Nyaman tanpa iklan. Langganan BisnisPro

10 Paradoks Pemerintah SBY Versi SETARA Institue

Organisasi nonprofit Setara Insitute merilis 10 pernyataan yang bertentangan terkait dengan a.l. demokrasi, hak bersuara, pemberantasan korupsi, dan HAM dalam pemerintahan Presiden Susilo Bambang Yudhoyono (SBY).
Susilo Bambang Yudhoyono/Bisnis.com
Susilo Bambang Yudhoyono/Bisnis.com

Bisnis.com, JAKARTA - Organisasi nonprofit Setara Insitute merilis 10 pernyataan yang bertentangan terkait dengan a.l. demokrasi, hak bersuara, pemberantasan korupsi, dan HAM dalam pemerintahan Presiden Susilo Bambang Yudhoyono (SBY).

Hendardi, Ketua Badan Pengurus SETARA Institute, menegaskan ada 10 paradoks dalam pemerintahan SBY.

“Ini masalah yang seolah-olah bertolak belakang dengan kebijakannya,” katanya kepada pers, Senin (13/10/2014).

Setara Institute mencatat paradoks tersebut a.l. SBY dalam menjalankan demokrasi lantaran telah mempelopori pilkada langsung, memberikan jaminan kebebasan pers, kebebasan berekspresi, dan kebebasan berserikat.

Atas prestasi itu, sebenarnya terdapat sejumlah paradoks yang sebenarnya sulit dipahami dalam konteks demokrasi.
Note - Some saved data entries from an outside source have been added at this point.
use super::signature::{extract_signature, openapi_rule, ParameterSpec};
use crate::error::ConfigError;
use crate::params::{Arg, Signature};
use crate::schema::RequestSchema;
use crate::security::HttpSecurity;
use http::Method;
use indexmap::IndexMap;
use serde_json::{json, Value};
use std::fmt;
use std::sync::Arc;

pub const DEFAULT_RESPONSE_DESCRIPTION: &str = "Successful Response";

/// Responses documented when a route declares none.
pub fn default_responses(description: &str) -> IndexMap<String, Value> {
    let mut responses = IndexMap::new();
    responses.insert(
        "200".to_string(),
        json!({
            "description": description,
            "content": { "application/json": { "schema": {} } }
        }),
    );
    responses.insert(
        "422".to_string(),
        json!({
            "description": "ValidationError",
            "content": {
                "application/json": {
                    "example": [
                        { "loc": ["string"], "msg": "string", "type": "string" }
                    ]
                }
            }
        }),
    );
    responses
}

/// Route declaration: method, rule, documentation and handler signature.
///
/// ```
/// use brrtkit::params::{Arg, FieldBuilder, Param};
/// use brrtkit::routing::Route;
///
/// let route = Route::get("/pets/{pet_id}", "get_pet")
///     .summary("Fetch one pet")
///     .arg(Arg::integer("pet_id"))
///     .arg(Arg::boolean("verbose").param(Param::query().with_default(false)));
/// assert_eq!(route.rule(), "/pets/{pet_id}");
/// ```
#[derive(Clone)]
pub struct Route {
    method: Method,
    rule: String,
    operation: String,
    tags: Vec<String>,
    summary: Option<String>,
    description: Option<String>,
    response_description: String,
    responses: Option<IndexMap<String, Value>>,
    auto_swagger: bool,
    custom_swagger: Option<Value>,
    security: Option<Arc<dyn HttpSecurity>>,
    signature: Signature,
}

impl Route {
    pub fn new(method: Method, rule: impl Into<String>, operation: impl Into<String>) -> Self {
        Self {
            method,
            rule: rule.into(),
            operation: operation.into(),
            tags: Vec::new(),
            summary: None,
            description: None,
            response_description: DEFAULT_RESPONSE_DESCRIPTION.to_string(),
            responses: None,
            auto_swagger: true,
            custom_swagger: None,
            security: None,
            signature: Vec::new(),
        }
    }

    pub fn get(rule: impl Into<String>, operation: impl Into<String>) -> Self {
        Self::new(Method::GET, rule, operation)
    }

    pub fn post(rule: impl Into<String>, operation: impl Into<String>) -> Self {
        Self::new(Method::POST, rule, operation)
    }

    pub fn put(rule: impl Into<String>, operation: impl Into<String>) -> Self {
        Self::new(Method::PUT, rule, operation)
    }

    pub fn delete(rule: impl Into<String>, operation: impl Into<String>) -> Self {
        Self::new(Method::DELETE, rule, operation)
    }

    pub fn patch(rule: impl Into<String>, operation: impl Into<String>) -> Self {
        Self::new(Method::PATCH, rule, operation)
    }

    pub fn method(&self) -> &Method {
        &self.method
    }

    pub fn rule(&self) -> &str {
        &self.rule
    }

    pub fn operation(&self) -> &str {
        &self.operation
    }

    #[must_use]
    pub fn tag(mut self, tag: impl Into<String>) -> Self {
        self.tags.push(tag.into());
        self
    }

    #[must_use]
    pub fn tags<I, S>(mut self, tags: I) -> Self
    where
        I: IntoIterator<Item = S>,
        S: Into<String>,
    {
        self.tags.extend(tags.into_iter().map(Into::into));
        self
    }

    #[must_use]
    pub fn summary(mut self, summary: impl Into<String>) -> Self {
        self.summary = Some(summary.into());
        self
    }

    #[must_use]
    pub fn description(mut self, description: impl Into<String>) -> Self {
        self.description = Some(description.into());
        self
    }

    #[must_use]
    pub fn response_description(mut self, description: impl Into<String>) -> Self {
        self.response_description = description.into();
        self
    }

    /// Document a response. Once any response is declared the defaults are
    /// no longer added.
    #[must_use]
    pub fn response(mut self, status: impl ToString, response: Value) -> Self {
        self.responses
            .get_or_insert_with(IndexMap::new)
            .insert(status.to_string(), response);
        self
    }

    #[must_use]
    pub fn auto_swagger(mut self, enabled: bool) -> Self {
        self.auto_swagger = enabled;
        self
    }

    /// Publish `fragment` as this operation's document entry, verbatim.
    #[must_use]
    pub fn custom_swagger(mut self, fragment: Value) -> Self {
        self.custom_swagger = Some(fragment);
        self
    }

    #[must_use]
    pub fn security<S: HttpSecurity + 'static>(mut self, scheme: S) -> Self {
        self.security = Some(Arc::new(scheme));
        self
    }

    #[must_use]
    pub fn security_arc(mut self, scheme: Arc<dyn HttpSecurity>) -> Self {
        self.security = Some(scheme);
        self
    }

    #[must_use]
    pub fn arg(mut self, arg: Arg) -> Self {
        self.signature.push(arg);
        self
    }

    #[must_use]
    pub fn args<I: IntoIterator<Item = Arg>>(mut self, args: I) -> Self {
        self.signature.extend(args);
        self
    }
}

impl fmt::Debug for Route {
    fn fmt(&self, f: &mut fmt::Formatter<'_>) -> fmt::Result {
        f.debug_struct("Route")
            .field("method", &self.method)
            .field("rule", &self.rule)
            .field("operation", &self.operation)
            .field("args", &self.signature.len())
            .finish_non_exhaustive()
    }
}

/// Router-level settings applied while a route is resolved.
#[derive(Debug, Clone)]
pub(crate) struct RouterContext<'a> {
    pub prefix: &'a str,
    pub tags: &'a [String],
    pub auto_swagger: bool,
}

/// A registered endpoint, fully resolved.
#[derive(Clone)]
pub struct EndpointSpec {
    /// Full rule in `{name}` placeholder form, prefixes included.
    pub rule: String,
    pub method: Method,
    pub operation: String,
    pub params: IndexMap<String, ParameterSpec>,
    pub tags: Vec<String>,
    pub summary: String,
    pub description: String,
    pub response_description: String,
    pub responses: IndexMap<String, Value>,
    pub auto_swagger: bool,
    pub custom_swagger: Option<Value>,
    pub request_schema: RequestSchema,
    pub security: Option<Arc<dyn HttpSecurity>>,
}

impl EndpointSpec {
    pub(crate) fn resolve(route: &Route, ctx: &RouterContext<'_>) -> Result<Self, ConfigError> {
        let full_rule = join_prefix(ctx.prefix, &route.rule);
        let rule = openapi_rule(&full_rule)?;
        let params = extract_signature(&rule, &route.signature)?;
        let request_schema = RequestSchema::compile(&route.operation, &params)?;

        let mut tags = route.tags.clone();
        tags.extend(ctx.tags.iter().filter(|t| !route.tags.contains(t)).cloned());

        Ok(Self {
            rule,
            method: route.method.clone(),
            operation: route.operation.clone(),
            params,
            tags,
            summary: route
                .summary
                .clone()
                .unwrap_or_else(|| route.operation.clone()),
            description: route
                .description
                .clone()
                .unwrap_or_else(|| route.operation.clone()),
            response_description: route.response_description.clone(),
            responses: route
                .responses
                .clone()
                .unwrap_or_else(|| default_responses(&route.response_description)),
            auto_swagger: ctx.auto_swagger && route.auto_swagger,
            custom_swagger: route.custom_swagger.clone(),
            request_schema,
            security: route.security.clone(),
        })
    }

    /// Lowercase method, as used for OpenAPI path item keys.
    pub fn method_key(&self) -> String {
        self.method.as_str().to_ascii_lowercase()
    }
}

impl fmt::Debug for EndpointSpec {
    fn fmt(&self, f: &mut fmt::Formatter<'_>) -> fmt::Result {
        f.debug_struct("EndpointSpec")
            .field("method", &self.method)
            .field("rule", &self.rule)
            .field("operation", &self.operation)
            .field("params", &self.params.keys().collect::<Vec<_>>())
            .field("auto_swagger", &self.auto_swagger)
            .field(
                "security",
                &self.security.as_ref().map(|s| s.scheme_name().to_string()),
            )
            .finish_non_exhaustive()
    }
}

/// `prefix.trim_end('/') + '/' + rule.trim_start('/')`, or `rule` alone
/// without a prefix.
pub fn join_prefix(prefix: &str, rule: &str) -> String {
    if prefix.is_empty() {
        return rule.to_string();
    }
    format!(
        "{}/{}",
        prefix.trim_end_matches('/'),
        rule.trim_start_matches('/')
    )
}
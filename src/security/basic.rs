use super::{HttpScheme, HttpSecurity, SecurityRegistry, SecurityRequest};
use crate::error::SecurityError;
use base64::{engine::general_purpose, Engine as _};
use serde::Serialize;
use serde_json::Value;
use std::fmt;
use std::sync::Arc;
use tracing::debug;

/// Username and password decoded from a basic `Authorization` header.
#[derive(Debug, Clone, PartialEq, Eq, Serialize)]
pub struct BasicCredentials {
    pub username: String,
    pub password: String,
}

type BasicVerifier =
    dyn Fn(&BasicCredentials) -> Result<Option<Value>, SecurityError> + Send + Sync;

/// HTTP `basic` scheme.
///
/// Without a verifier every request passes; call
/// [`HttpBasicSecurity::verify_with`] or wrap the type to enforce.
#[derive(Clone)]
pub struct HttpBasicSecurity {
    name: String,
    verifier: Option<Arc<BasicVerifier>>,
}

impl HttpBasicSecurity {
    /// Create the scheme and register it in the global registry.
    pub fn new(scheme_name: impl Into<String>) -> Self {
        Self::with_registry(scheme_name, SecurityRegistry::global())
    }

    /// Create the scheme and register it in `registry`.
    pub fn with_registry(scheme_name: impl Into<String>, registry: &SecurityRegistry) -> Self {
        let name = scheme_name.into();
        registry.register(name.clone(), HttpScheme::Basic);
        Self {
            name,
            verifier: None,
        }
    }

    /// Check decoded credentials on every request. The returned value becomes
    /// the handler's `claims`.
    #[must_use]
    pub fn verify_with<F>(mut self, verifier: F) -> Self
    where
        F: Fn(&BasicCredentials) -> Result<Option<Value>, SecurityError> + Send + Sync + 'static,
    {
        self.verifier = Some(Arc::new(verifier));
        self
    }

    /// Decode `base64(username:password)`. A missing colon yields an empty
    /// password.
    ///
    /// # Errors
    ///
    /// [`SecurityError::InvalidCredentials`] when the data is not base64 or
    /// not UTF-8.
    pub fn decode(data: &str) -> Result<BasicCredentials, SecurityError> {
        let bytes = general_purpose::STANDARD.decode(data.trim()).map_err(|e| {
            debug!(error = %e, "Basic credentials are not valid base64");
            SecurityError::InvalidCredentials("malformed basic credentials".to_string())
        })?;
        let text = String::from_utf8(bytes).map_err(|_| {
            SecurityError::InvalidCredentials("malformed basic credentials".to_string())
        })?;
        let (username, password) = text.split_once(':').unwrap_or((text.as_str(), ""));
        Ok(BasicCredentials {
            username: username.to_string(),
            password: password.to_string(),
        })
    }

    /// Credentials carried by `req`.
    ///
    /// # Errors
    ///
    /// [`SecurityError::MissingCredentials`] without a basic `Authorization`
    /// header, otherwise any error from [`HttpBasicSecurity::decode`].
    pub fn credentials(
        &self,
        req: &SecurityRequest<'_>,
    ) -> Result<BasicCredentials, SecurityError> {
        let data = self
            .authorization_data(req)
            .ok_or(SecurityError::MissingCredentials)?;
        Self::decode(data)
    }
}

impl HttpSecurity for HttpBasicSecurity {
    fn scheme_name(&self) -> &str {
        &self.name
    }

    fn scheme(&self) -> HttpScheme {
        HttpScheme::Basic
    }

    fn authorize(&self, req: &SecurityRequest<'_>) -> Result<Option<Value>, SecurityError> {
        match &self.verifier {
            Some(verify) => verify(&self.credentials(req)?),
            None => Ok(None),
        }
    }
}

impl fmt::Debug for HttpBasicSecurity {
    fn fmt(&self, f: &mut fmt::Formatter<'_>) -> fmt::Result {
        f.debug_struct("HttpBasicSecurity")
            .field("name", &self.name)
            .field("verifier", &self.verifier.is_some())
            .finish()
    }
}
Pada masa SBY pula sejumlah UU diproduksi yang justru mengebiri demokrasi: UU Informasi Transaksi Elektronik (ITE) yang memakan banyak korban, UU Ormas, UU Intelijen yang potensial mengganggu prinsip kepastian hukum dan due process of law.

Sementara itu, dalam pilkada langsung, SBY pula yang memangkasnya, karena dukungan Partai Demokrat pada Pilkada tidak langsung. Meski akhirnya SBY mengeluarkan perppu, semua itu hanya didesain untuk menciptakan ruang-ruang baru transaksi politik untuk memperoleh benefit politik dan posisi politik tertentu.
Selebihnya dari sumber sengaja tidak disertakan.